With respect to his Crawford argument, defendant contended that "[t]he victim's family statement to police went directly to the extent of the offenses charged." He claims that since there was no medical evidence admitted at trial on the extent of the victim's injuries, the allegations of aggravated assault and attempted murder were based solely upon the family's statement which he was not permitted to cross-examine in violation of Crawford v. Washington.
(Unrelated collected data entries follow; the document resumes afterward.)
// ============================================================================
// Public lookup and complaints
// ============================================================================

#[cfg(test)]
mod lookup_tests {
    use super::*;

    const CLIENT: &[u8] = b"client-a";

    async fn find(fx: &Fixture, client: &[u8], query: LookupQuery) -> Option<crate::application::PublicWorker> {
        fx.lookup().execute(client, query).await.unwrap()
    }

    #[tokio::test]
    async fn test_verified_worker_found_every_way() {
        let fx = Fixture::with_config(WorkforceConfig {
            lookup_rate_limit: RateLimitConfig::new(100, 60),
            ..config()
        });
        let (_, identifier) = fx.approved_worker("9876543210").await;

        for query in [
            LookupQuery::Identifier(identifier.to_string()),
            LookupQuery::Mobile("+91 98765 43210".to_string()),
            LookupQuery::QrData(format!("{FRONTEND}/verify?id={identifier}")),
        ] {
            let worker = find(&fx, CLIENT, query).await.unwrap();
            assert_eq!(worker.identifier, identifier);
            assert!(worker.police_verified);
            assert!(worker.is_active);
            assert_eq!(worker.station_name.as_deref(), Some("Central Police Station"));
            assert!(worker.last_verified_at.is_some());
        }
    }

    #[tokio::test]
    async fn test_unverified_worker_is_never_found() {
        let fx = Fixture::with_config(WorkforceConfig {
            lookup_rate_limit: RateLimitConfig::new(100, 60),
            ..config()
        });
        let worker_id = fx.submitted_worker("9876543210").await;
        // a stale identifier left on a pending worker must not leak
        let stale = WorkerIdentifier::parse(&expected_identifier(9)).unwrap();
        fx.repo
            .update_worker(&worker_id, |w| w.worker_identifier = Some(stale.clone()));

        assert!(find(&fx, CLIENT, LookupQuery::Identifier(stale.to_string())).await.is_none());
        assert!(find(&fx, CLIENT, LookupQuery::Mobile("9876543210".to_string())).await.is_none());
        assert!(find(&fx, CLIENT, LookupQuery::Mobile("garbage".to_string())).await.is_none());
        assert!(find(&fx, CLIENT, LookupQuery::Identifier("' OR 1=1 --".to_string())).await.is_none());
    }

    #[tokio::test]
    async fn test_rejected_worker_disappears() {
        let fx = Fixture::new();
        let (worker_id, identifier) = fx.approved_worker("9876543210").await;
        fx.decide(worker_id, "rejected").await.unwrap();

        assert!(find(&fx, CLIENT, LookupQuery::Identifier(identifier.to_string())).await.is_none());
    }

    #[tokio::test]
    async fn test_lookup_is_rate_limited_per_client() {
        let fx = Fixture::new();
        let query = || LookupQuery::Identifier(expected_identifier(1));

        for _ in 0..3 {
            fx.lookup().execute(CLIENT, query()).await.unwrap();
        }
        let err = fx.lookup().execute(CLIENT, query()).await.unwrap_err();
        assert!(matches!(err, WorkforceError::RateLimited { retry_after_secs } if retry_after_secs <= 60));
        assert_eq!(err.status_code(), StatusCode::TOO_MANY_REQUESTS);

        // other clients keep their own window
        fx.lookup().execute(b"client-b", query()).await.unwrap();
    }

    #[tokio::test]
    async fn test_purge_drops_closed_windows_of_every_client() {
        let fx = Fixture::new();
        fx.repo.hit(b"gone-a", 0).await.unwrap();
        fx.repo.hit(b"gone-b", 60_000).await.unwrap();
        fx.lookup()
            .execute(CLIENT, LookupQuery::Identifier(expected_identifier(1)))
            .await
            .unwrap();

        assert_eq!(fx.lookup().purge_expired_windows().await.unwrap(), 2);
        let remaining: Vec<Vec<u8>> = fx
            .repo
            .state
            .lock()
            .unwrap()
            .lookup_hits
            .keys()
            .map(|(key, _)| key.clone())
            .collect();
        assert_eq!(remaining, vec![CLIENT.to_vec()]);
    }

    #[test]
    fn test_query_takes_first_present_field() {
        let query = LookupQuery::from_parts(Some("  ".into()), Some("9876543210".into()), None);
        assert!(matches!(query, Some(LookupQuery::Mobile(_))));
        assert!(LookupQuery::from_parts(None, None, Some(String::new())).is_none());
    }

    fn complaint(worker: &str) -> FileComplaintInput {
        FileComplaintInput {
            worker_identifier: worker.to_string(),
            category: "misbehavior".to_string(),
            title: "Rude at delivery".to_string(),
            description: "Shouted at my father".to_string(),
            complainant_name: Some("Amit".to_string()),
            complainant_contact: None,
        }
    }

    #[tokio::test]
    async fn test_complaint_raises_risk() {
        let fx = Fixture::new();
        let (worker_id, identifier) = fx.approved_worker("9876543210").await;

        let filed = FileComplaintUseCase::new(fx.repo.clone())
            .execute(complaint(identifier.as_str()))
            .await
            .unwrap();
        assert!(filed.complaint_number.starts_with("CMP-"));

        let worker = fx.repo.worker(&worker_id);
        assert_eq!(worker.complaint_count, 1);
        assert_eq!(worker.risk_score, 10);
        assert!(fx.repo.audit_actions().contains(&AuditEntry::COMPLAINT_FILED));
    }

    #[tokio::test]
    async fn test_complaint_needs_verified_worker() {
        let fx = Fixture::new();
        fx.submitted_worker("9876543210").await;
        let use_case = FileComplaintUseCase::new(fx.repo.clone());

        let err = use_case.execute(complaint(&expected_identifier(1))).await.unwrap_err();
        assert!(matches!(err, WorkforceError::WorkerNotFound));

        let mut unknown = complaint(&expected_identifier(1));
        unknown.category = "noise".to_string();
        let err = use_case.execute(unknown).await.unwrap_err();
        assert!(matches!(err, WorkforceError::InvalidInput(_)));
    }
}
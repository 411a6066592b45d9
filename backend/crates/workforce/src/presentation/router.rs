//! Workforce Router
//!
//! Mounted under `/api`: `/workers` for the worker role, `/police` for the
//! police role, `/admin` for administrators and the public `/verify` lookup.

use axum::{
    Router,
    body::Body,
    http::Request,
    middleware::{self, Next},
    routing::{get, post},
};
use std::sync::Arc;

use auth::domain::repository::AuthSessionRepository;
use auth::{AuthConfig, AuthMiddlewareState, PgAuthRepository, UserRole, require_auth_session};

use crate::application::config::WorkforceConfig;
use crate::domain::gateway::{FaceMatcher, MediaStore};
use crate::domain::repository::WorkforceStore;
use crate::infra::{FsMediaStore, HttpFaceMatcher, PgWorkforceRepository};
use crate::presentation::handlers::{self, WorkforceAppState};

/// Auth session lookup used to guard the role-restricted routes
pub struct RouteGuard<A>
where
    A: AuthSessionRepository + Clone + Send + Sync + 'static,
{
    pub repo: A,
    pub config: AuthConfig,
}

/// Create the Workforce router with PostgreSQL and filesystem storage
pub fn workforce_router(
    repo: PgWorkforceRepository,
    media: FsMediaStore,
    face: Option<HttpFaceMatcher>,
    guard: RouteGuard<PgAuthRepository>,
    config: WorkforceConfig,
) -> Router {
    workforce_router_generic(repo, media, face, guard, config)
}

/// Create a generic Workforce router for any storage implementation
pub fn workforce_router_generic<R, M, F, A>(
    repo: R,
    media: M,
    face: Option<F>,
    guard: RouteGuard<A>,
    config: WorkforceConfig,
) -> Router
where
    R: WorkforceStore,
    M: MediaStore + Send + Sync + 'static,
    F: FaceMatcher + Send + Sync + 'static,
    A: AuthSessionRepository + Clone + Send + Sync + 'static,
{
    let state = WorkforceAppState {
        repo: Arc::new(repo),
        media: Arc::new(media),
        face: face.map(Arc::new),
        config: Arc::new(config),
    };

    let sessions = AuthMiddlewareState::new(Arc::new(guard.repo), Arc::new(guard.config));
    let worker_guard = sessions.clone().with_roles(&[UserRole::Worker]);
    let police_guard = sessions.clone().with_roles(&[UserRole::Police]);
    let admin_guard = sessions.with_roles(&[UserRole::Admin]);

    let workers = Router::new()
        .route("/onboard/step1", post(handlers::onboard_step1::<R, M, F>))
        .route("/onboard/step2", post(handlers::onboard_step2::<R, M, F>))
        .route("/onboard/step3", post(handlers::onboard_step3::<R, M, F>))
        .route("/onboard/step4", post(handlers::onboard_step4::<R, M, F>))
        .route("/onboard/step5", post(handlers::onboard_step5::<R, M, F>))
        .route("/onboard/step6", post(handlers::onboard_step6::<R, M, F>))
        .route("/onboard/complete", post(handlers::onboard_complete::<R, M, F>))
        .route("/me", get(handlers::worker_me::<R, M, F>))
        .route(
            "/verification/status",
            get(handlers::verification_status::<R, M, F>),
        )
        .route(
            "/onboarding/status",
            get(handlers::onboarding_status::<R, M, F>),
        )
        .route_layer(middleware::from_fn(move |req: Request<Body>, next: Next| {
            require_auth_session(worker_guard.clone(), req, next)
        }));

    let police = Router::new()
        .route(
            "/verification-queue",
            get(handlers::verification_queue::<R, M, F>),
        )
        .route("/workers/by-id/{id}", get(handlers::worker_detail::<R, M, F>))
        .route("/workers/search", get(handlers::search_workers::<R, M, F>))
        .route("/verify-face", post(handlers::verify_face::<R, M, F>))
        .route("/verify", post(handlers::decide::<R, M, F>))
        .route("/regenerate-qr/{id}", post(handlers::regenerate_qr::<R, M, F>))
        .route("/stats", get(handlers::stats::<R, M, F>))
        .route("/me", get(handlers::officer_me::<R, M, F>))
        .route("/incidents", get(handlers::incidents::<R, M, F>))
        .route("/incident", post(handlers::log_incident::<R, M, F>))
        .route("/suspend", post(handlers::suspend::<R, M, F>))
        .route_layer(middleware::from_fn(move |req: Request<Body>, next: Next| {
            require_auth_session(police_guard.clone(), req, next)
        }));

    let admin = Router::new()
        .route("/audit-logs", get(handlers::audit_logs::<R, M, F>))
        .route("/blacklist/{id}", post(handlers::blacklist::<R, M, F>))
        .route("/workers/status", post(handlers::override_status::<R, M, F>))
        .route_layer(middleware::from_fn(move |req: Request<Body>, next: Next| {
            require_auth_session(admin_guard.clone(), req, next)
        }));

    let public = Router::new()
        .route("/worker", post(handlers::lookup::<R, M, F>))
        .route("/worker/{identifier}", get(handlers::lookup_by_path::<R, M, F>))
        .route("/complaints", post(handlers::file_complaint::<R, M, F>));

    Router::new()
        .nest("/workers", workers)
        .nest("/police", police)
        .nest("/admin", admin)
        .nest("/verify", public)
        .with_state(state)
}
There is no merit to that argument.

We first note that defendant was sentenced on April 25, 2000. Our decision on direct appeal was rendered on December 17, 2001 and the Supreme Court denied certification on April 25, 2002. Consequently, defendant's appeals were not in the pipeline when Crawford was decided on March 8, 2004 and it cannot be applied retroactively.
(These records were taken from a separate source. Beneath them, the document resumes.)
//! Face Check Use Case
//!
//! Compares a live capture against the worker's onboarding selfie through
//! the external face service and records the result on the officer's
//! pending verification record.

use std::sync::Arc;

use kernel::id::{UserId, WorkerId};
use serde_json::json;

use crate::application::config::WorkforceConfig;
use crate::domain::entity::audit_entry::AuditEntry;
use crate::domain::entity::verification_record::VerificationRecord;
use crate::domain::gateway::{FaceMatcher, MediaStore};
use crate::domain::repository::{OfficerDirectory, VerificationRepository, WorkerRepository};
use crate::domain::services::decode_image;
use crate::error::{WorkforceError, WorkforceResult};

pub struct FaceCheckInput {
    pub worker_id: WorkerId,
    /// Base64 capture, optionally as a data URI
    pub live_face_image: String,
}

#[derive(Debug, Clone, Copy, PartialEq)]
pub struct FaceCheckOutput {
    pub match_score: f64,
    pub is_match: bool,
    pub liveness_detected: bool,
    pub confidence: f64,
}

pub struct FaceCheckUseCase<R, M, F>
where
    R: WorkerRepository + OfficerDirectory + VerificationRepository,
    M: MediaStore,
    F: FaceMatcher,
{
    repo: Arc<R>,
    media: Arc<M>,
    /// `None` when no face service is configured
    matcher: Option<Arc<F>>,
    config: Arc<WorkforceConfig>,
}

impl<R, M, F> FaceCheckUseCase<R, M, F>
where
    R: WorkerRepository + OfficerDirectory + VerificationRepository,
    M: MediaStore,
    F: FaceMatcher,
{
    pub fn new(
        repo: Arc<R>,
        media: Arc<M>,
        matcher: Option<Arc<F>>,
        config: Arc<WorkforceConfig>,
    ) -> Self {
        Self {
            repo,
            media,
            matcher,
            config,
        }
    }

    pub async fn execute(
        &self,
        officer_user: &UserId,
        input: FaceCheckInput,
    ) -> WorkforceResult<FaceCheckOutput> {
        let officer = self
            .repo
            .find_officer(officer_user)
            .await?
            .ok_or(WorkforceError::OfficerProfileMissing)?;
        let worker = self
            .repo
            .find_worker(&input.worker_id)
            .await?
            .ok_or(WorkforceError::WorkerNotFound)?;
        let selfie_ref = worker
            .selfie_ref
            .as_deref()
            .filter(|s| !s.is_empty())
            .ok_or(WorkforceError::SelfieMissing)?;
        let matcher = self
            .matcher
            .as_ref()
            .ok_or(WorkforceError::FaceServiceUnavailable)?;

        let live = decode_image(&input.live_face_image, self.config.max_image_bytes)?;
        let reference = self.media.load(selfie_ref).await?;
        let comparison = matcher.compare(&reference, &live).await?;

        let liveness_detected = comparison.liveness_confidence > self.config.liveness_threshold;
        let output = if liveness_detected {
            FaceCheckOutput {
                match_score: comparison.similarity,
                is_match: comparison.similarity >= self.config.face_match_threshold,
                liveness_detected,
                confidence: comparison.liveness_confidence,
            }
        } else {
            // a capture that is not live never counts as a match
            FaceCheckOutput {
                match_score: 0.0,
                is_match: false,
                liveness_detected: false,
                confidence: comparison.liveness_confidence,
            }
        };

        let mut record = match self
            .repo
            .find_pending_record(&worker.worker_id, &officer.officer_id)
            .await?
        {
            Some(record) => record,
            None => VerificationRecord::pending(worker.worker_id, officer.officer_id),
        };
        record.record_face_check(output.match_score, output.liveness_detected);

        let audit = AuditEntry::new(
            Some(*officer_user),
            AuditEntry::FACE_VERIFICATION,
            "worker",
            worker.worker_id,
            json!({
                "matchScore": output.match_score,
                "isMatch": output.is_match,
                "livenessDetected": output.liveness_detected,
                "verificationId": record.verification_id.to_string(),
            }),
        );
        self.repo.save_face_check(&record, &audit).await?;

        tracing::info!(
            worker_id = %worker.worker_id,
            officer = %officer.badge_number,
            match_score = output.match_score,
            is_match = output.is_match,
            liveness = output.liveness_detected,
            "Face check recorded"
        );

        Ok(output)
    }
}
Even if we were to address the merits of defendant's Crawford claim, we find no merit in it. [...]

The record demonstrates that there was sufficient evidence to prove attempted murder beyond a reasonable doubt without reference to the family's statement, and there was no Crawford violation with respect to that charge. (Opinion of Appellate Division at 9-11 (April 4, 2008) (internal citations omitted).)

The Sixth Amendment's Confrontation Clause provides that, "In all criminal prosecutions, the accused shall enjoy the right ... to be confronted with the witnesses against him." The Supreme Court has traced the historical roots of the Confrontation Clause and has emphasized that not all hearsay implicates the Confrontation Clause. See generally Crawford v. Washington, 541 U.S. 36 (2004). In Crawford, the Supreme Court stated:

Where non-testimonial hearsay is at issue, it is wholly consistent with the Framers' design to afford the States flexibility in their development of hearsay law -- as does Roberts, and as would an approach that exempted such statements from Confrontation Clause scrutiny altogether. Where testimonial evidence is at issue, however, the Sixth Amendment demands what the common law required: unavailability and a prior opportunity for cross-examination.

Crawford, 541 U.S. at 68. In this case, the statement that Petitioner challenges was made by the victim's family outside of trial and thus Crawford would not be applicable.

Petitioner has not demonstrated that the actions of the state courts "resulted in a decision that was contrary to, or involved an unreasonable application of, clearly established Federal law, as determinated by the Supreme Court of the United States" or "resulted in a decision that was based on an unreasonable determination of the facts in light of the evidence presented in the State court proceeding." As such, all grounds related to trial court error will be denied.

B. Claims Regarding Jury Charge (Grounds 5, 7)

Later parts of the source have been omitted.